# RECORDS SHOWN
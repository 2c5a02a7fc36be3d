//! Shared fixtures: a biped source skeleton and a half-scale copy with
//! different bone names.
#![allow(dead_code)]

use glam::{Quat, Vec3};

use rerig::retarget::{ChainMapping, ChainSettings, RetargetProcessor, RetargeterAsset, RigDefinition};
use rerig::skeleton::{BoneChain, BoneDesc, SkeletonDescription};
use rerig::Transform;

pub const EPSILON: f32 = 1e-4;

/// Routes the `log` facade to the test output (`RUST_LOG=debug cargo test`).
pub fn init_logging() {
    let _ = env_logger::builder().is_test(true).try_init();
}

pub fn approx(a: f32, b: f32) -> bool {
    (a - b).abs() < EPSILON
}

pub fn vec3_approx(a: Vec3, b: Vec3) -> bool {
    a.abs_diff_eq(b, EPSILON)
}

/// Rotations match up to sign.
pub fn quat_approx(a: Quat, b: Quat) -> bool {
    a.dot(b).abs() > 1.0 - EPSILON
}

pub fn transforms_approx(a: &[Transform], b: &[Transform]) -> bool {
    a.len() == b.len() && a.iter().zip(b).all(|(x, y)| x.abs_diff_eq(y, EPSILON))
}

// ============================================================================
// Skeletons
// ============================================================================

fn biped(name: &str, names: [&str; 8], scale: f32) -> SkeletonDescription {
    let t = |x: f32, y: f32, z: f32| Transform::from_translation(Vec3::new(x, y, z) * scale);
    let [root, pelvis, spine_a, spine_b, head, thigh, calf, foot] = names;

    SkeletonDescription::new(
        name,
        vec![
            BoneDesc::new(root, None, Transform::IDENTITY),
            BoneDesc::new(pelvis, Some(0), t(0.0, 0.0, 100.0)),
            BoneDesc::new(spine_a, Some(1), t(0.0, 0.0, 10.0)),
            BoneDesc::new(spine_b, Some(2), t(0.0, 0.0, 10.0)),
            BoneDesc::new(head, Some(3), t(0.0, 0.0, 20.0)),
            BoneDesc::new(thigh, Some(1), t(10.0, 0.0, -5.0)),
            BoneDesc::new(calf, Some(5), t(0.0, 0.0, -45.0)),
            BoneDesc::new(foot, Some(6), t(0.0, 0.0, -45.0)),
        ],
    )
    .unwrap()
}

/// Source: pelvis at height 100.
pub fn mannequin() -> SkeletonDescription {
    biped(
        "Mannequin",
        ["root", "pelvis", "spine_01", "spine_02", "head", "thigh_l", "calf_l", "foot_l"],
        1.0,
    )
}

/// Target: same shape at half the size, pelvis at height 50.
pub fn mini() -> SkeletonDescription {
    biped(
        "Mini",
        ["Root", "Hips", "Spine", "Chest", "Head", "UpLeg_L", "Leg_L", "Foot_L"],
        0.5,
    )
}

/// [`mini`] with one bone's reference local scale replaced.
pub fn mini_with_scale(bone_name: &str, scale: Vec3) -> SkeletonDescription {
    let reference = mini();
    let bones = reference
        .bone_names()
        .iter()
        .zip(reference.parent_indices())
        .zip(reference.reference_local_pose())
        .map(|((name, parent), local)| {
            let mut local = *local;
            if name == bone_name {
                local.scale = scale;
            }
            BoneDesc::new(name.as_str(), *parent, local)
        })
        .collect();
    SkeletonDescription::new("MiniScaled", bones).unwrap()
}

/// Target with a three-bone spine (`Spine`, `Spine1`, `Chest`).
pub fn long_spine() -> SkeletonDescription {
    let t = |z: f32| Transform::from_translation(Vec3::new(0.0, 0.0, z));
    SkeletonDescription::new(
        "LongSpine",
        vec![
            BoneDesc::new("Root", None, Transform::IDENTITY),
            BoneDesc::new("Hips", Some(0), t(50.0)),
            BoneDesc::new("Spine", Some(1), t(5.0)),
            BoneDesc::new("Spine1", Some(2), t(5.0)),
            BoneDesc::new("Chest", Some(3), t(5.0)),
        ],
    )
    .unwrap()
}

// ============================================================================
// Rigs & Assets
// ============================================================================

pub fn mannequin_rig() -> RigDefinition {
    RigDefinition::new(
        Some("pelvis"),
        vec![
            BoneChain::new("Spine", "spine_01", "spine_02"),
            BoneChain::new("Head", "head", "head"),
            BoneChain::new("LeftLeg", "thigh_l", "foot_l"),
        ],
    )
}

pub fn mini_rig() -> RigDefinition {
    RigDefinition::new(
        Some("Hips"),
        vec![
            BoneChain::new("Spine", "Spine", "Chest"),
            BoneChain::new("Head", "Head", "Head"),
            BoneChain::new("LeftLeg", "UpLeg_L", "Foot_L"),
        ],
    )
}

pub fn biped_asset() -> RetargeterAsset {
    RetargeterAsset {
        source_rig: Some(mannequin_rig()),
        target_rig: Some(mini_rig()),
        chain_mapping: vec![
            ChainMapping::new(Some("Spine"), "Spine"),
            ChainMapping::new(Some("Head"), "Head"),
            ChainMapping::new(Some("LeftLeg"), "LeftLeg"),
        ],
        ..RetargeterAsset::default()
    }
}

/// Asset mapping the source spine onto [`long_spine`] with the given chain settings.
pub fn long_spine_asset(settings: ChainSettings) -> RetargeterAsset {
    RetargeterAsset {
        source_rig: Some(mannequin_rig()),
        target_rig: Some(RigDefinition::new(
            Some("Hips"),
            vec![BoneChain::new("Spine", "Spine", "Chest")],
        )),
        chain_mapping: vec![ChainMapping::new(Some("Spine"), "Spine").with_settings(settings)],
        ..RetargeterAsset::default()
    }
}

pub fn biped_processor() -> RetargetProcessor {
    init_logging();
    let mut processor = RetargetProcessor::new();
    let report = processor.initialize(Some(&mannequin()), Some(&mini()), &biped_asset(), true);
    assert!(report.is_functional());
    processor
}

// ============================================================================
// Poses
// ============================================================================

pub fn globals_from_locals(description: &SkeletonDescription, locals: &[Transform]) -> Vec<Transform> {
    let mut globals = locals.to_vec();
    for (index, parent) in description.parent_indices().iter().enumerate() {
        if let Some(parent) = *parent {
            globals[index] = globals[parent] * locals[index];
        }
    }
    globals
}

pub fn reference_globals(description: &SkeletonDescription) -> Vec<Transform> {
    globals_from_locals(description, description.reference_local_pose())
}

/// Reference pose with the named bones' local rotations replaced.
pub fn posed_globals(description: &SkeletonDescription, rotations: &[(&str, Quat)]) -> Vec<Transform> {
    let mut locals = description.reference_local_pose().to_vec();
    for (bone, rotation) in rotations {
        let index = description.find_bone_index(bone).unwrap();
        locals[index].rotation = *rotation;
    }
    globals_from_locals(description, &locals)
}

pub fn bone(description: &SkeletonDescription, name: &str) -> usize {
    description.find_bone_index(name).unwrap()
}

# DESCRIPTION OF THE TASK
Above this instruction are the records; retype exactly the lines from the one containing "pub fn quat_approx(a: Quat, b: Quat)" up to and including the one containing "let t = |x: f32, y: f32, z: f32|".

# REPLY TO THE TASK
pub fn quat_approx(a: Quat, b: Quat) -> bool {
    a.dot(b).abs() > 1.0 - EPSILON
}

pub fn transforms_approx(a: &[Transform], b: &[Transform]) -> bool {
    a.len() == b.len() && a.iter().zip(b).all(|(x, y)| x.abs_diff_eq(y, EPSILON))
}

// ============================================================================
// Skeletons
// ============================================================================

fn biped(name: &str, names: [&str; 8], scale: f32) -> SkeletonDescription {
    let t = |x: f32, y: f32, z: f32| Transform::from_translation(Vec3::new(x, y, z) * scale);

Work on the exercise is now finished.